Il est dans l'intérêt du Canada que la CPMD soit maintenue et qu'elle se réunisse périodiquement. Je ne sais pas si elle doit faire beaucoup plus que tout simplement exister. Il est plus facile de maintenir un organisme en marche que de le créer lorsqu'il est disparu. C'est essentiellement le cas de la CPMD. Elle réunit des militaires et des politiciens de haut rang, ce qui crée une certaine mesure de sympathie que l'on n'aurait pas autrement. C'est une assurance pour le jour où on pourrait en avoir besoin.
Quant à l'ordre du jour, l'un des points que nous pourrions mettre à l'ordre du jour canado-américain est les dépenses militaires. Il y a quelques années, nous avons fait un exercice dans l'Arctique canadien à peu près en même temps que les Russes en ont fait un dans leur Arctique. Notre exercice a mobilisé 200 Rangers canadiens. Le leur a mobilisé 30 000 militaires russes, 14 navires de guerre et toutes sortes d'équipement militaire. Si j'étais à la place des Américains, je voudrais voir à l'ordre du jour de la CPMD — et peut-être même soulever dans le contexte du NORAD — une discussion sur ce que l'Armée canadienne a l'intention de faire à ce sujet. Nous sommes au plus bas niveau de dépenses militaires depuis la Seconde Guerre mondiale, du moins selon ce qu'affirmait Granatstein il y a quelques années. Nous sommes à l'un des plus bas niveaux jamais vus pour l'aide étrangère. Les ressources consacrées dans ces deux domaines de notre politique étrangère ne font rien pour notre crédibilité lorsque nous nous disons efficaces au niveau international.
Dans une perspective canadienne, j'aimerais voir un plus grand intérêt pour l'Arctique. J'aimerais voir une plus grande collaboration avec les Américains, mais j'aimerais voir une place plus solide pour le Canada dans cette collaboration.
Merci.
Madame Momani, dans l'accord sur le bois d'oeuvre, qui fait le désespoir de tous les négociateurs commerciaux, nous semblons tourner en rond. La principale raison pour laquelle cet accord nous fait tourner en rond est que c'est un commerce géré et que l'industrie américaine du bois d'oeuvre jouit d'un droit de veto. Nous n'arrivons pas à en sortir. Nous pouvons continuer de faire ce que nous faisons, c'est-à-dire négocier, pour peut-être remonter à l'OMC, où nous avons un règlement massif en notre faveur, auquel, d'une façon ou d'une autre, nous renoncerions; ou nous pourrions prendre une autre approche.
Une des différences pourrait être que, lorsque nous rouvrirons l'ALENA — M. Trump semble bien aimer l'idée de rouvrir l'ALENA —, nous insistions pour y inscrire le bois d'oeuvre. Il pourrait y avoir d'autres idées.

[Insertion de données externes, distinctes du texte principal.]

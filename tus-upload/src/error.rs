use serde_json::json;
use thiserror::Error;
use tus_core::{ErrorKind, TusError};

/// Result type for upload operations
pub type UploadResult<T> = Result<T, UploadError>;

/// Errors that can occur while creating, appending to or querying an upload
#[derive(Error, Debug)]
pub enum UploadError {
    #[error("Invalid argument: {message}")]
    InvalidArgument { message: String },

    #[error("Upload not found: {id}")]
    NotFound { id: String },

    #[error("Offset mismatch: {message}")]
    Conflict { message: String, offset: u64 },

    #[error("Precondition failed: {message}")]
    PreconditionFailed { message: String },

    #[error("Incomplete write: expected offset {expected}, stored offset {actual}")]
    IncompleteWrite { expected: u64, actual: u64 },

    #[error("Upload {id} expired")]
    Expired { id: String },

    #[error("Upload size {size} exceeds maximum {max}")]
    TooLarge { size: u64, max: u64 },

    #[error("Storage and metadata out of sync for {id}: record offset {offset}, stored bytes {stored:?}")]
    InternalConsistency {
        id: String,
        offset: u64,
        stored: Option<u64>,
    },

    #[error("I/O error: {source}")]
    Io {
        #[from]
        source: std::io::Error,
    },
}

impl UploadError {
    pub fn invalid<S: Into<String>>(message: S) -> Self {
        Self::InvalidArgument {
            message: message.into(),
        }
    }

    pub fn not_found<S: Into<String>>(id: S) -> Self {
        Self::NotFound { id: id.into() }
    }

    /// Offset conflict; `offset` is the server's current offset
    pub fn conflict<S: Into<String>>(message: S, offset: u64) -> Self {
        Self::Conflict {
            message: message.into(),
            offset,
        }
    }

    pub fn precondition<S: Into<String>>(message: S) -> Self {
        Self::PreconditionFailed {
            message: message.into(),
        }
    }

    /// Protocol class of this error
    pub fn kind(&self) -> ErrorKind {
        match self {
            Self::InvalidArgument { .. } => ErrorKind::BadRequest,
            Self::NotFound { .. } => ErrorKind::NotFound,
            Self::Conflict { .. } => ErrorKind::Conflict,
            Self::PreconditionFailed { .. } => ErrorKind::PreconditionFailed,
            Self::IncompleteWrite { .. } => ErrorKind::IncompleteWrite,
            Self::Expired { .. } => ErrorKind::Gone,
            Self::TooLarge { .. } => ErrorKind::PayloadTooLarge,
            Self::InternalConsistency { .. } | Self::Io { .. } => ErrorKind::GeneralError,
        }
    }

    /// True for desync between record and stored bytes: a bug, not a client mistake
    pub fn is_internal(&self) -> bool {
        matches!(self.kind(), ErrorKind::GeneralError)
    }
}

impl From<UploadError> for TusError {
    fn from(err: UploadError) -> Self {
        let kind = err.kind();
        let message = err.to_string();
        let tus = TusError::new(kind, message);
        match err {
            UploadError::Conflict { offset, .. } => tus.with_data(json!({ "offset": offset })),
            UploadError::IncompleteWrite { expected, actual } => {
                tus.with_data(json!({ "expected": expected, "offset": actual }))
            }
            UploadError::TooLarge { max, .. } => tus.with_data(json!({ "maxSize": max })),
            other if other.is_internal() => tus.with_source(anyhow::Error::new(other)),
            _ => tus,
        }
    }
}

J'aimerais connaître vos réflexions sur la façon de gérer ce problème extrêmement irritant.
Je ne saurais me dire experte là-dessus, mais pas du tout, pour être bien honnête avec vous.
Je dirais simplement que le mécanisme de règlement des différends de l'OMC... Une des positions que nous devrions prendre serait de chercher à renforcer celui de l'ALENA... Je pense que cela nous favorise. Une des possibilités, ou la bonne nouvelle, de la réouverture de l'ALENA est que nous pourrions renforcer le mécanisme de règlement des différends. Celui de l'OMC, je pense, a généralement bien fonctionné.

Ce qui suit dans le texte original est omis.